The answer must be every line of the records below that contains the word "FilterCriteria", copied out.
Extracted records: Begin
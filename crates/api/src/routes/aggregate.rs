//! Aggregate metrics route.

use axum::extract::{Query, State};
use axum::routing::get;
use axum::{Json, Router};

use messari_common::error::AppError;
use messari_engine::{AggregateResult, AssetAggregator, FilterCriteria};

use super::{QueryPairs, first_query_value};
use crate::state::AppState;

pub fn router() -> Router<AppState> {
    Router::new().route("/api/aggregate", get(aggregate_metrics))
}

/// GET /api/aggregate — Volume, market cap and mean 24h change across all assets.
///
/// Without filters only assets above the market cap floor count. With `tag`
/// and/or `sector`, assets must match every given filter exactly. A repeated
/// key uses its first value; `tags` is read when `tag` is absent.
async fn aggregate_metrics(
    State(state): State<AppState>,
    Query(query): Query<QueryPairs>,
) -> Result<Json<AggregateResult>, AppError> {
    let criteria = FilterCriteria::new(
        first_query_value(&query, &["tag", "tags"]),
        first_query_value(&query, &["sector"]),
    );
    let aggregator = AssetAggregator::new(state.messari.clone(), state.aggregation.clone());

    let result = aggregator.aggregate(&criteria).await.map_err(|e| {
        tracing::error!(
            page = e.page,
            error = %e.source,
            "Asset aggregation failed"
        );
        AppError::Upstream("An error occurred aggregating asset metrics.".to_string())
    })?;

    Ok(Json(result))
}
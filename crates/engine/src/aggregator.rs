//! Aggregation engine — walks the paginated asset listing and reduces the
//! selected assets into totals.
//!
//! Pages are fetched one at a time, starting at page 1, until the fetcher
//! reports the end of the listing or returns an empty page. Any other fetch
//! failure aborts the whole aggregation; partial totals are never returned.
//!
//! Each call owns its accumulator, so one `AssetAggregator` can serve any
//! number of requests.

use thiserror::Error;

use messari_client::{AssetFetcher, AssetPage, PageRequest, UpstreamError};
use messari_common::config::AppConfig;
use messari_common::types::Asset;

use crate::criteria::{FilterCriteria, Selection, SelectionPolicy};
use crate::result::{Accumulator, AggregateResult};

/// Fields requested for every asset while aggregating.
pub const AGGREGATE_FIELDS: &[&str] = &[
    "id",
    "name",
    "symbol",
    "slug",
    "metrics",
    "profile/general/overview/tags",
    "profile/general/overview/sector",
];

/// Default page size when walking the listing.
pub const DEFAULT_PAGE_SIZE: u32 = 500;

/// Default market cap floor (USD) for unfiltered aggregation.
pub const DEFAULT_MIN_MARKET_CAP_USD: f64 = 20_000_000.0;

/// Tunables for an aggregation pass.
#[derive(Debug, Clone, PartialEq)]
pub struct AggregationSettings {
    pub page_size: u32,
    pub min_market_cap_usd: f64,
    /// End the scan of a page at its first asset under `min_market_cap_usd`.
    pub stop_on_first_below_threshold: bool,
}

impl AggregationSettings {
    pub fn from_config(config: &AppConfig) -> Self {
        Self {
            page_size: config.aggregate_page_size,
            min_market_cap_usd: config.aggregate_min_market_cap_usd,
            stop_on_first_below_threshold: config.aggregate_stop_on_first_below_threshold,
        }
    }
}

impl Default for AggregationSettings {
    fn default() -> Self {
        Self {
            page_size: DEFAULT_PAGE_SIZE,
            min_market_cap_usd: DEFAULT_MIN_MARKET_CAP_USD,
            stop_on_first_below_threshold: true,
        }
    }
}

/// A page fetch failed; the aggregation was abandoned.
#[derive(Debug, Error)]
#[error("Failed to fetch asset page {page}: {source}")]
pub struct AggregateError {
    pub page: u32,
    #[source]
    pub source: UpstreamError,
}

/// Aggregates asset metrics over everything an [`AssetFetcher`] lists.
pub struct AssetAggregator<F> {
    fetcher: F,
    settings: AggregationSettings,
}

impl<F: AssetFetcher> AssetAggregator<F> {
    pub fn new(fetcher: F, settings: AggregationSettings) -> Self {
        Self { fetcher, settings }
    }

    /// Walk every page and aggregate the assets selected by `criteria`.
    pub async fn aggregate(
        &self,
        criteria: &FilterCriteria,
    ) -> Result<AggregateResult, AggregateError> {
        let policy = SelectionPolicy::new(criteria, &self.settings);
        let mut accumulator = Accumulator::new();
        let mut pages_fetched = 0;
        let mut request = PageRequest {
            page: 1,
            page_size: self.settings.page_size,
            fields: AGGREGATE_FIELDS.iter().map(|f| f.to_string()).collect(),
            metrics_only: true,
            profiles_only: true,
        };

        loop {
            let assets = match self.fetcher.fetch_assets_page(&request).await {
                Ok(AssetPage::Assets(assets)) => assets,
                Ok(AssetPage::End) => {
                    tracing::debug!(page = request.page, "Reached end of asset listing");
                    break;
                }
                Err(source) => {
                    tracing::warn!(
                        page = request.page,
                        error = %source,
                        "Aborting aggregation, asset page fetch failed"
                    );
                    return Err(AggregateError {
                        page: request.page,
                        source,
                    });
                }
            };

            if assets.is_empty() {
                tracing::debug!(page = request.page, "Empty asset page, stopping");
                break;
            }

            pages_fetched += 1;
            let selected = Self::scan_page(&policy, &assets, &mut accumulator);
            tracing::debug!(
                page = request.page,
                listed = assets.len(),
                selected,
                "Scanned asset page"
            );

            request.page += 1;
        }

        let result = accumulator.finish(pages_fetched);

        tracing::info!(
            tag = criteria.tag().unwrap_or(""),
            sector = criteria.sector().unwrap_or(""),
            pages = result.pages_fetched,
            selected = result.selected_count,
            "Aggregated asset metrics"
        );

        Ok(result)
    }

    /// Fold the selected assets of one page into `accumulator`.
    /// Returns how many were selected.
    fn scan_page(
        policy: &SelectionPolicy<'_>,
        assets: &[Asset],
        accumulator: &mut Accumulator,
    ) -> usize {
        let before = accumulator.count();
        for asset in assets {
            match policy.evaluate(asset) {
                Selection::Take => accumulator.add(asset),
                Selection::Skip => {}
                Selection::StopPage => break,
            }
        }
        accumulator.count() - before
    }
}
//! Health check endpoint.

use axum::routing::get;
use axum::{Json, Router};
use serde_json::json;

use crate::state::AppState;

pub fn router() -> Router<AppState> {
    Router::new().route("/health", get(health_check))
}

async fn health_check() -> Json<serde_json::Value> {
    Json(json!({
        "status": "ok",
        "service": "messari-relay-api",
        "version": env!("CARGO_PKG_VERSION")
    }))
}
Extracted records: End
▶ _Completed task_:
use messari_engine::{AggregateResult, AssetAggregator, FilterCriteria};
    let criteria = FilterCriteria::new(
use crate::criteria::{FilterCriteria, Selection, SelectionPolicy};
        criteria: &FilterCriteria,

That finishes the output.